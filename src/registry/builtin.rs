//! Registry data embedded in the binary at compile time.
//!
//! Enables zero-configuration usage: every command works against the DSC
//! documentation site data unless `--registry` names another file.

use crate::config::loader::{LoaderOptions, RegistryLoader};
use crate::error::ConfigError;
use crate::registry::Registry;

/// Origin label used in logs and errors for the embedded data.
pub const BUILTIN_ORIGIN: &str = "<builtin>";

/// Raw YAML of the embedded data set.
pub const BUILTIN_REGISTRY_YAML: &str = include_str!("../../data/registry.yaml");

impl Registry {
    /// Builds the registry of the DSC documentation site.
    ///
    /// Data issues in the embedded set are reported by [`Registry::validate`]
    /// like any other data; they never prevent construction.
    ///
    /// # Errors
    ///
    /// Returns a `ConfigError` only if the embedded YAML is malformed.
    pub fn builtin() -> Result<Self, ConfigError> {
        let options = LoaderOptions {
            strict: false,
            ..LoaderOptions::default()
        };
        RegistryLoader::new(options)
            .load_from_str(BUILTIN_REGISTRY_YAML, BUILTIN_ORIGIN)
            .map(|loaded| loaded.registry)
    }
}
========================================================================
_WORK INSTRUCTION_:
Write only the number of lines in the data above that include "documentation".

_OUTPUT BELOW_:
2